THE PROBLEM -
All lines of the listing that contain "loop" should be shown in full.
● ● ●
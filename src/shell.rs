//! Interactive dashboard shell.
//!
//! Reads one command per line and keeps a single [`SessionState`] for the
//! whole run, so switching back to the period that is already loaded does
//! not hit the record source again.
//!
//! | Command | Effect |
//! |---------|--------|
//! | `period <selector>` | Select the reporting window (validated immediately) |
//! | `fetch` | Load the selected window if it differs from what is loaded |
//! | `refetch` | Load the selected window unconditionally |
//! | `chart <kind>` | Select the chart type |
//! | `filter <s,..>` / `filter all` | Limit which sentiments are shown |
//! | `show` | Print the breakdown table |
//! | `export <path>` | Write the current chart as `.json` or `.html` |
//! | `status` | Print session bookkeeping |
//! | `help`, `quit` | |

use std::io::{BufRead, Write};
use std::path::Path;

use anyhow::Result;
use chrono::{DateTime, Utc};
use chrono_tz::Tz;

use crate::chart::{ChartInput, ChartKind, ChartRegistry, Figure};
use crate::report::{format_breakdown, period_header, OutputFormat};
use sentiment_dash_core::aggregate::{aggregate, filter_rows, SentimentFilter};
use sentiment_dash_core::models::Sentiment;
use sentiment_dash_core::period::PeriodSelector;
use sentiment_dash_core::session::{refresh, RefreshOutcome, SessionState};
use sentiment_dash_core::source::RecordSource;

const HELP: &str = "\
commands:
  period <selector>    week | month | quarter | last-N-days | custom:YYYY-MM-DD..YYYY-MM-DD
  fetch                load the selected period (skipped if already loaded)
  refetch              load the selected period again
  chart <kind>         bar | pie | scatter | line | histogram | box | treemap | sunburst | funnel | area | sine
  filter <s,..>|all    positive, negative, neutral, n/a
  show                 print the breakdown table
  export <path>        write the chart (.json or .html)
  status               show session state
  quit";

/// Per-session view settings plus the session state they apply to.
pub struct Dashboard {
    pub state: SessionState,
    pub selector: PeriodSelector,
    pub chart: ChartKind,
    pub filter: SentimentFilter,
    pub tz: Tz,
    registry: ChartRegistry,
}

impl Dashboard {
    pub fn new(tz: Tz, selector: PeriodSelector, chart: ChartKind) -> Self {
        Self {
            state: SessionState::new(),
            selector,
            chart,
            filter: SentimentFilter::all(),
            tz,
            registry: ChartRegistry::builtin(),
        }
    }

    /// Render the selected chart over the loaded, filtered rows.
    pub fn figure(&self) -> Result<Figure> {
        let rows = filter_rows(self.state.records(), &self.filter);
        let table = aggregate(rows.iter().copied());
        self.registry.render(
            self.chart,
            &ChartInput {
                rows: &rows,
                table: &table,
            },
        )
    }
}

/// Drive `dashboard` from `input` until EOF or `quit`.
///
/// `now` is called for every fetch so relative periods track the clock.
/// Command errors are reported on `out` and do not end the loop.
pub async fn run_shell<S, R, W, N>(
    dashboard: &mut Dashboard,
    source: &S,
    input: R,
    out: &mut W,
    prompt: bool,
    now: N,
) -> Result<()>
where
    S: RecordSource + ?Sized,
    R: BufRead,
    W: Write,
    N: Fn() -> DateTime<Utc>,
{
    writeln!(out, "Sentiment dashboard. Type 'help' for commands.")?;

    let mut lines = input.lines();
    loop {
        if prompt {
            write!(out, "[{}] > ", dashboard.selector)?;
            out.flush()?;
        }

        let line = match lines.next() {
            Some(line) => line?,
            None => break,
        };
        let line = line.trim();
        if line.is_empty() {
            continue;
        }

        let (cmd, arg) = match line.split_once(char::is_whitespace) {
            Some((c, a)) => (c, a.trim()),
            None => (line, ""),
        };

        match cmd {
            "quit" | "exit" => break,
            "help" => writeln!(out, "{}", HELP)?,
            "period" => match arg.parse::<PeriodSelector>() {
                Ok(selector) => {
                    dashboard.selector = selector;
                    writeln!(out, "period: {}", selector.label())?;
                }
                Err(e) => writeln!(out, "error: {}", e)?,
            },
            "fetch" | "refetch" => {
                let force = cmd == "refetch";
                let result = refresh(
                    &mut dashboard.state,
                    source,
                    dashboard.selector,
                    now(),
                    dashboard.tz,
                    force,
                )
                .await;
                match result {
                    Ok(RefreshOutcome::Fetched { rows }) => {
                        writeln!(out, "fetched {} records for {}", rows, dashboard.selector.label())?
                    }
                    Ok(RefreshOutcome::Cached) => writeln!(
                        out,
                        "already loaded: {} ({} records)",
                        dashboard.selector.label(),
                        dashboard.state.row_count()
                    )?,
                    Ok(RefreshOutcome::Empty) => writeln!(
                        out,
                        "No data found for {}. Keeping previous data.",
                        dashboard.selector.label()
                    )?,
                    Err(e) => writeln!(out, "error: {}", e)?,
                }
            }
            "chart" => match arg.parse::<ChartKind>() {
                Ok(kind) => {
                    dashboard.chart = kind;
                    writeln!(out, "chart: {}", kind.title())?;
                }
                Err(e) => writeln!(out, "error: {}", e)?,
            },
            "filter" => match parse_filter(arg) {
                Ok(filter) => {
                    dashboard.filter = filter;
                    writeln!(out, "filter: {}", describe_filter(&dashboard.filter))?;
                }
                Err(e) => writeln!(out, "error: {}", e)?,
            },
            "show" => match dashboard.state.active() {
                Some(active) => {
                    write!(
                        out,
                        "{}",
                        period_header(&active.selector, &active.resolved, active.records.len())
                    )?;
                    let rows = filter_rows(&active.records, &dashboard.filter);
                    write!(out, "{}", format_breakdown(&aggregate(rows.iter().copied())))?;
                }
                None => writeln!(out, "Fetch data first to view the breakdown.")?,
            },
            "export" => {
                if dashboard.state.active().is_none() {
                    writeln!(out, "Fetch data first to export a chart.")?;
                    continue;
                }
                match export(dashboard, Path::new(arg)) {
                    Ok(()) => writeln!(out, "wrote {}", arg)?,
                    Err(e) => writeln!(out, "error: {:#}", e)?,
                }
            }
            "status" => write_status(dashboard, out)?,
            other => writeln!(out, "unknown command '{}'. Type 'help'.", other)?,
        }
    }

    Ok(())
}

fn export(dashboard: &Dashboard, path: &Path) -> Result<()> {
    let format = OutputFormat::from_path(path)
        .ok_or_else(|| anyhow::anyhow!("export path must end in .json or .html"))?;
    let figure = dashboard.figure()?;
    crate::report::emit_figure(&figure, format, Some(path))
}

fn parse_filter(arg: &str) -> Result<SentimentFilter, String> {
    if arg.is_empty() || arg.eq_ignore_ascii_case("all") {
        return Ok(SentimentFilter::all());
    }
    let sentiments = arg
        .split(',')
        .map(|s| s.parse::<Sentiment>())
        .collect::<Result<Vec<_>, _>>()?;
    Ok(SentimentFilter::only(sentiments))
}

fn describe_filter(filter: &SentimentFilter) -> String {
    if filter.is_all() {
        return "all".to_string();
    }
    Sentiment::ALL
        .iter()
        .filter(|s| filter.allows(**s))
        .map(|s| s.as_str())
        .collect::<Vec<_>>()
        .join(", ")
}

fn write_status<W: Write>(dashboard: &Dashboard, out: &mut W) -> Result<()> {
    writeln!(out, "authenticated: {}", dashboard.state.is_authenticated())?;
    writeln!(out, "selected:      {}", dashboard.selector)?;
    writeln!(out, "chart:         {}", dashboard.chart)?;
    writeln!(out, "filter:        {}", describe_filter(&dashboard.filter))?;
    match dashboard.state.active() {
        Some(active) => {
            writeln!(out, "loaded:        {}", active.selector)?;
            writeln!(out, "rows:          {}", active.records.len())?;
            writeln!(
                out,
                "range:         {} .. {}",
                active.resolved.start_iso(),
                active.resolved.end_iso()
            )?;
            writeln!(out, "query:         {}", active.query_text)?;
        }
        None => writeln!(out, "loaded:        nothing")?,
    }
    Ok(())
}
● ● ●
WRITTEN SOLUTION -
/// Command errors are reported on `out` and do not end the loop.
    loop {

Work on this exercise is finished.